(Saved entries)
● ● ● ● ● ● ●

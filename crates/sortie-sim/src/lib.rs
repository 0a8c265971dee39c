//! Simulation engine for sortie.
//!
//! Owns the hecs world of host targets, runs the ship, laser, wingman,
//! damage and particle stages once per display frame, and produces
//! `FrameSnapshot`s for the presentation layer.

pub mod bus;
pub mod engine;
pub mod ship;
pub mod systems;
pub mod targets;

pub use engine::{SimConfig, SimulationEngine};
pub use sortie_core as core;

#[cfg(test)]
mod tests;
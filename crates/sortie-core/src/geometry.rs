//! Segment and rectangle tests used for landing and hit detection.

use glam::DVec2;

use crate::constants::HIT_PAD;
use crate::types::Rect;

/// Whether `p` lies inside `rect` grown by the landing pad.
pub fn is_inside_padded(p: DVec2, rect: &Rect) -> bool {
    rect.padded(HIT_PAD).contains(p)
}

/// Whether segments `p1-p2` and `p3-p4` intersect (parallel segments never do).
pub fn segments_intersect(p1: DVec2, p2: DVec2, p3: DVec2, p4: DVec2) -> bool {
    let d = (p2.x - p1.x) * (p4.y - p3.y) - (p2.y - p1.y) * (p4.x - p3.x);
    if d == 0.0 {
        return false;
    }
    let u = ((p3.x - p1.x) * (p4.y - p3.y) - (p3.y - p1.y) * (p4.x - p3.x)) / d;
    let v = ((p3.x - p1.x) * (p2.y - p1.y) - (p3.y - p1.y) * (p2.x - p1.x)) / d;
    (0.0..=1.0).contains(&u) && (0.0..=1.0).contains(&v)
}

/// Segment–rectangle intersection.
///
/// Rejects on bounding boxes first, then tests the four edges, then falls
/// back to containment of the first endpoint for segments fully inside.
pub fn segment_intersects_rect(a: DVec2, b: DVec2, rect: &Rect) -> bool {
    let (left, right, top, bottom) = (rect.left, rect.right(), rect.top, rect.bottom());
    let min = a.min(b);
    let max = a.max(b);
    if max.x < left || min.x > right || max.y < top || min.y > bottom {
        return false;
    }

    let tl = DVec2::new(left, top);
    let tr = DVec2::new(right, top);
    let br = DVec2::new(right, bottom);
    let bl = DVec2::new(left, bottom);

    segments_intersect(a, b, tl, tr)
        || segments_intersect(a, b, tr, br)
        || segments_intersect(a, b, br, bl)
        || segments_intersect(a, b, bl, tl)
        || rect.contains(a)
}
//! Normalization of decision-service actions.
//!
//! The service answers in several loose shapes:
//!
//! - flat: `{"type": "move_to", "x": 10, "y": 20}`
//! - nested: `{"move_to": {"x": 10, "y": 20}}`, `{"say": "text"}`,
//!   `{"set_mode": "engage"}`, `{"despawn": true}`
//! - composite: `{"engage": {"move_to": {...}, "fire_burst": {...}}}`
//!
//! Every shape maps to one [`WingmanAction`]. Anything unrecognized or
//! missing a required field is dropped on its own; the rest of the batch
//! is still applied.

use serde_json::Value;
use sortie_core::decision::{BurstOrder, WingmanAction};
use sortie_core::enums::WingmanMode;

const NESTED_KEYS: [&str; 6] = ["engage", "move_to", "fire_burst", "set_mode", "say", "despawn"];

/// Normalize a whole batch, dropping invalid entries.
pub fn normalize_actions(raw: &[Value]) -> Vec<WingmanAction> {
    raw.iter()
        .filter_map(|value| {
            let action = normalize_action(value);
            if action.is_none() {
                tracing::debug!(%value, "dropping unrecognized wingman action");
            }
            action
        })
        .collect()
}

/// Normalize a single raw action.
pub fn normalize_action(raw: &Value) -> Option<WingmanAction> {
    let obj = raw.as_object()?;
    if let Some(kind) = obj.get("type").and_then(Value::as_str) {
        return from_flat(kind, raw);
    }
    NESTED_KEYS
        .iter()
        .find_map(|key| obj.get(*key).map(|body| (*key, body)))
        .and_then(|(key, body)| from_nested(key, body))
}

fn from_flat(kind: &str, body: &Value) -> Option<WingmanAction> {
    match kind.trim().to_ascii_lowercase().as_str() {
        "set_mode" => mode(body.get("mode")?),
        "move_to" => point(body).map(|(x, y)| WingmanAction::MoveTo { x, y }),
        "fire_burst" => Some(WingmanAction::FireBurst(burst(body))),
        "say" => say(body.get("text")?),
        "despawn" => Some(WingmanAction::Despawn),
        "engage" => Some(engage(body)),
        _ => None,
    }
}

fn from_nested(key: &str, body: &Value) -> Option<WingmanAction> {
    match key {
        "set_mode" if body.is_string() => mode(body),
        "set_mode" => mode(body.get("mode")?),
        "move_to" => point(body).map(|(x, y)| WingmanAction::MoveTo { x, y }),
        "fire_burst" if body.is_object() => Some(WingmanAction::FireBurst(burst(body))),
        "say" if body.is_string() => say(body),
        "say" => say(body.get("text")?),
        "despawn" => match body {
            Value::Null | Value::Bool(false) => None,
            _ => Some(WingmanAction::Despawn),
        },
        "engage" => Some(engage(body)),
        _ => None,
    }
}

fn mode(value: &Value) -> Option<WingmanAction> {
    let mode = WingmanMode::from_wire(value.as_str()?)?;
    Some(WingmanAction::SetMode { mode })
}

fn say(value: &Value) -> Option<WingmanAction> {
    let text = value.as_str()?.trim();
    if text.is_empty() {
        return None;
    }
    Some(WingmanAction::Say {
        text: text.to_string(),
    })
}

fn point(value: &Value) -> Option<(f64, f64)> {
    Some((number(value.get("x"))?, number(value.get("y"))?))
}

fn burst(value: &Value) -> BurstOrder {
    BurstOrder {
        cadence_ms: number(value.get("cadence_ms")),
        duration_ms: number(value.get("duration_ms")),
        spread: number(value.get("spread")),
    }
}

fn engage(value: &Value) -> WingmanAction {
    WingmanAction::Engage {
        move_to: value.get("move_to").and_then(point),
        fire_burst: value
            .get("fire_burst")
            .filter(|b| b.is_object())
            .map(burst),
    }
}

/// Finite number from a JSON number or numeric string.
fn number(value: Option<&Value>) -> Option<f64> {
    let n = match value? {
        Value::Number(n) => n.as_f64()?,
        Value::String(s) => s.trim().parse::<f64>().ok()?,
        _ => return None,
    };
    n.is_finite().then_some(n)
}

● ● ● ● ● ● ●

Task brief: Would you please write out the entries again exactly?

Result for this task:
filename crates/sortie-sim/src/lib.rs
repository 0a8c265971dee39c
//! Simulation engine for sortie.
//!
//! Owns the hecs world of host targets, runs the ship, laser, wingman,
//! damage and particle stages once per display frame, and produces
//! `FrameSnapshot`s for the presentation layer.

pub mod bus;
pub mod engine;
pub mod ship;
pub mod systems;
pub mod targets;

pub use engine::{SimConfig, SimulationEngine};
pub use sortie_core as core;

#[cfg(test)]
mod tests;
filename crates/sortie-core/src/geometry.rs
//! Segment and rectangle tests used for landing and hit detection.

use glam::DVec2;

use crate::constants::HIT_PAD;
use crate::types::Rect;

/// Whether `p` lies inside `rect` grown by the landing pad.
pub fn is_inside_padded(p: DVec2, rect: &Rect) -> bool {
    rect.padded(HIT_PAD).contains(p)
}

/// Whether segments `p1-p2` and `p3-p4` intersect (parallel segments never do).
pub fn segments_intersect(p1: DVec2, p2: DVec2, p3: DVec2, p4: DVec2) -> bool {
    let d = (p2.x - p1.x) * (p4.y - p3.y) - (p2.y - p1.y) * (p4.x - p3.x);
    if d == 0.0 {
        return false;
    }
    let u = ((p3.x - p1.x) * (p4.y - p3.y) - (p3.y - p1.y) * (p4.x - p3.x)) / d;
    let v = ((p3.x - p1.x) * (p2.y - p1.y) - (p3.y - p1.y) * (p2.x - p1.x)) / d;
    (0.0..=1.0).contains(&u) && (0.0..=1.0).contains(&v)
}

/// Segment–rectangle intersection.
///
/// Rejects on bounding boxes first, then tests the four edges, then falls
/// back to containment of the first endpoint for segments fully inside.
pub fn segment_intersects_rect(a: DVec2, b: DVec2, rect: &Rect) -> bool {
    let (left, right, top, bottom) = (rect.left, rect.right(), rect.top, rect.bottom());
    let min = a.min(b);
    let max = a.max(b);
    if max.x < left || min.x > right || max.y < top || min.y > bottom {
        return false;
    }

    let tl = DVec2::new(left, top);
    let tr = DVec2::new(right, top);
    let br = DVec2::new(right, bottom);
    let bl = DVec2::new(left, bottom);

    segments_intersect(a, b, tl, tr)
        || segments_intersect(a, b, tr, br)
        || segments_intersect(a, b, br, bl)
        || segments_intersect(a, b, bl, tl)
        || rect.contains(a)
}
//! Normalization of decision-service actions.
//!
//! The service answers in several loose shapes:
//!
//! - flat: `{"type": "move_to", "x": 10, "y": 20}`
//! - nested: `{"move_to": {"x": 10, "y": 20}}`, `{"say": "text"}`,
//!   `{"set_mode": "engage"}`, `{"despawn": true}`
//! - composite: `{"engage": {"move_to": {...}, "fire_burst": {...}}}`
//!
//! Every shape maps to one [`WingmanAction`]. Anything unrecognized or
//! missing a required field is dropped on its own; the rest of the batch
//! is still applied.

use serde_json::Value;
use sortie_core::decision::{BurstOrder, WingmanAction};
use sortie_core::enums::WingmanMode;

const NESTED_KEYS: [&str; 6] = ["engage", "move_to", "fire_burst", "set_mode", "say", "despawn"];

/// Normalize a whole batch, dropping invalid entries.
pub fn normalize_actions(raw: &[Value]) -> Vec<WingmanAction> {
    raw.iter()
        .filter_map(|value| {
            let action = normalize_action(value);
            if action.is_none() {
                tracing::debug!(%value, "dropping unrecognized wingman action");
            }
            action
        })
        .collect()
}

/// Normalize a single raw action.
pub fn normalize_action(raw: &Value) -> Option<WingmanAction> {
    let obj = raw.as_object()?;
    if let Some(kind) = obj.get("type").and_then(Value::as_str) {
        return from_flat(kind, raw);
    }
    NESTED_KEYS
        .iter()
        .find_map(|key| obj.get(*key).map(|body| (*key, body)))
        .and_then(|(key, body)| from_nested(key, body))
}

fn from_flat(kind: &str, body: &Value) -> Option<WingmanAction> {
    match kind.trim().to_ascii_lowercase().as_str() {
        "set_mode" => mode(body.get("mode")?),
        "move_to" => point(body).map(|(x, y)| WingmanAction::MoveTo { x, y }),
        "fire_burst" => Some(WingmanAction::FireBurst(burst(body))),
        "say" => say(body.get("text")?),
        "despawn" => Some(WingmanAction::Despawn),
        "engage" => Some(engage(body)),
        _ => None,
    }
}

fn from_nested(key: &str, body: &Value) -> Option<WingmanAction> {
    match key {
        "set_mode" if body.is_string() => mode(body),
        "set_mode" => mode(body.get("mode")?),
        "move_to" => point(body).map(|(x, y)| WingmanAction::MoveTo { x, y }),
        "fire_burst" if body.is_object() => Some(WingmanAction::FireBurst(burst(body))),
        "say" if body.is_string() => say(body),
        "say" => say(body.get("text")?),
        "despawn" => match body {
            Value::Null | Value::Bool(false) => None,
            _ => Some(WingmanAction::Despawn),
        },
        "engage" => Some(engage(body)),
        _ => None,
    }
}

fn mode(value: &Value) -> Option<WingmanAction> {
    let mode = WingmanMode::from_wire(value.as_str()?)?;
    Some(WingmanAction::SetMode { mode })
}

fn say(value: &Value) -> Option<WingmanAction> {
    let text = value.as_str()?.trim();
    if text.is_empty() {
        return None;
    }
    Some(WingmanAction::Say {
        text: text.to_string(),
    })
}

fn point(value: &Value) -> Option<(f64, f64)> {
    Some((number(value.get("x"))?, number(value.get("y"))?))
}

fn burst(value: &Value) -> BurstOrder {
    BurstOrder {
        cadence_ms: number(value.get("cadence_ms")),
        duration_ms: number(value.get("duration_ms")),
        spread: number(value.get("spread")),
    }
}

fn engage(value: &Value) -> WingmanAction {
    WingmanAction::Engage {
        move_to: value.get("move_to").and_then(point),
        fire_burst: value
            .get("fire_burst")
            .filter(|b| b.is_object())
            .map(burst),
    }
}

/// Finite number from a JSON number or numeric string.
fn number(value: Option<&Value>) -> Option<f64> {
    let n = match value? {
        Value::Number(n) => n.as_f64()?,
        Value::String(s) => s.trim().parse::<f64>().ok()?,
        _ => return None,
    };
    n.is_finite().then_some(n)
}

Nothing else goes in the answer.